Pouso Alegre – Um grupo de 10 pessoas em condição análoga à de escravo foi resgatado por uma força-tarefa em uma propriedade rural, no município de Ibiraci, no Sul de Minas Gerais. Entre os resgatados, havia quatro mulheres e um adolescente, que eram mantidos em situação degradante e sob risco de contaminação pela Covid-19. A operação foi realizada pelo Ministério Público do Trabalho (MPT), auditores-fiscais do Trabalho e agentes da Polícia Rodoviária Federal (PRF).

No momento do resgate, os trabalhadores estavam realizando colheita de café, desprotegidos e disseram aos integrantes da força-tarefa que não receberam qualquer orientação sobre medidas de prevenção do coronavírus. “O empregador não ofertou medidas que pudessem minimizar os riscos de contaminação, principalmente no alojamento, compartilhado por todos os trabalhadores”, ressalta o procurador do MPT que participou dos trabalhos, Mateus de Oliveira Biondi.

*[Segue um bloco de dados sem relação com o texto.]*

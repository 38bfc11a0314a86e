use crate::backend::{BackendApi, BackendError};
use crate::config::CacheConfig;
use crate::models::{Handle, Period, StatsKey, StatsResult};
use crate::session::Session;
use moka::future::Cache;
use std::sync::Arc;
use std::time::Duration;
use tracing::debug;

/// Statistics reads memoized per (handle, period) for a freshness window
pub struct CachedStats {
    /// Underlying Backend API
    inner: Arc<dyn BackendApi>,
    /// Fresh results; failures are never inserted
    cache: Cache<StatsKey, Arc<StatsResult>>,
}

impl CachedStats {
    pub fn new(inner: Arc<dyn BackendApi>, max_entries: u64, ttl: Duration) -> Self {
        let cache = Cache::builder()
            .max_capacity(max_entries)
            .time_to_live(ttl)
            .build();

        Self { inner, cache }
    }

    pub fn from_config(inner: Arc<dyn BackendApi>, config: &CacheConfig) -> Self {
        Self::new(inner, config.max_entries, config.ttl())
    }

    /// Cached read. Concurrent callers for the same missing key share one
    /// backend call; an error is returned to all of them and nothing is cached.
    pub async fn get_stats(
        &self,
        handle: &Handle,
        period: Period,
        session: &Session,
    ) -> Result<Arc<StatsResult>, Arc<BackendError>> {
        let key = StatsKey::new(handle, period);

        let inner = Arc::clone(&self.inner);
        let credential = session.credential().cloned();
        let fetch = async move {
            debug!(handle = %handle, period = %period, "stats cache miss, fetching");
            inner
                .fetch_stats(handle, period, credential.as_ref())
                .await
                .map(Arc::new)
        };

        self.cache.try_get_with(key, fetch).await
    }

    /// Fresh cached value without touching the backend
    pub async fn peek(&self, handle: &Handle, period: Period) -> Option<Arc<StatsResult>> {
        self.cache.get(&StatsKey::new(handle, period)).await
    }

    pub async fn invalidate(&self, handle: &Handle, period: Period) {
        self.cache.invalidate(&StatsKey::new(handle, period)).await;
    }

    /// Drop every period cached for a handle
    pub async fn invalidate_handle(&self, handle: &Handle) {
        for period in Period::ALL {
            self.invalidate(handle, period).await;
        }
    }
}
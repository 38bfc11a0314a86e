use crate::models::{Credential, Handle, Period, StatsResult, VisitEvent};
use async_trait::async_trait;
use thiserror::Error;

#[derive(Debug, Error)]
pub enum BackendError {
    #[error("invalid backend URL '{0}'")]
    InvalidUrl(String),
    #[error("request to {url} failed: {source}")]
    Transport {
        url: String,
        #[source]
        source: reqwest::Error,
    },
    #[error("{url} returned status {status}")]
    Status {
        url: String,
        status: reqwest::StatusCode,
    },
    #[error("malformed response from {url}: {source}")]
    Decode {
        url: String,
        #[source]
        source: serde_json::Error,
    },
}

pub type BackendResult<T> = Result<T, BackendError>;

/// The two Backend API calls the analytics core depends on
#[async_trait]
pub trait BackendApi: Send + Sync {
    /// Submit one visit event; the response body is ignored
    async fn record_visit(&self, event: &VisitEvent) -> BackendResult<()>;

    /// Fetch the aggregated statistics for a handle and period
    async fn fetch_stats(
        &self,
        handle: &Handle,
        period: Period,
        credential: Option<&Credential>,
    ) -> BackendResult<StatsResult>;
}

“A estrutura do alojamento era precária e compartilhada entre todos os trabalhadores, inclusive os casais. As instalações elétricas eram improvisadas, expondo os trabalhadores e risco de choque elétrico. Não havia coleta de lixo ou rede de esgoto para as águas servidas do banho, lavabo, cozinha e área de serviço, havendo esgoto empoçado em torno da casa oriunda desses locais”, relataram os integrantes da força-tarefa sobre a casa onde os trabalhadores ficavam alojados.

Além disso, a água fornecida pelo proprietário da fazenda aos resgatados era armazenada em uma caixa d’água destampada, sem qualquer tratamento ou processo de filtragem antes do consumo. Outro detalhe que chamou a atenção da força tarefa foi o local utilizado pelos trabalhadores para o preparo dos alimentos. “Não havia armários para guarda dos mantimentos, que ficavam espalhados pela casa. Um dos casais que habitava o alojamento preparava as refeições em um fogareiro no próprio quarto, ficando evidente o risco de incêndio, ou mesmo de intoxicação em eventual vazamento de gás enquanto dormiam”.

Entre outras violações constatadas durante a ação fiscal, estão a ausência de vínculo trabalhista formal, não fornecimento de equipamentos de proteção individual (EPIs) e de banheiros e locais para refeição nas frentes de trabalho. “Analisando todos os aspectos em conjunto, chegou-se à conclusão no sentido de que havia uma clara violação à dignidade daqueles trabalhadores, configurando-se, assim, o trabalho em condição, análoga a de escravo”, observa o procurador.

Todos os trabalhadores foram retirados da fazenda e encaminhados pelo fazendeiro para um hotel. Eles receberam ainda verbas salariais e rescisórias que totalizaram cerca de R$ 45 mil e as guias de Seguro-Desemprego.

Fonte: Ministério Público do Trabalho, de Minas Gerais, 28 de julho de 2020.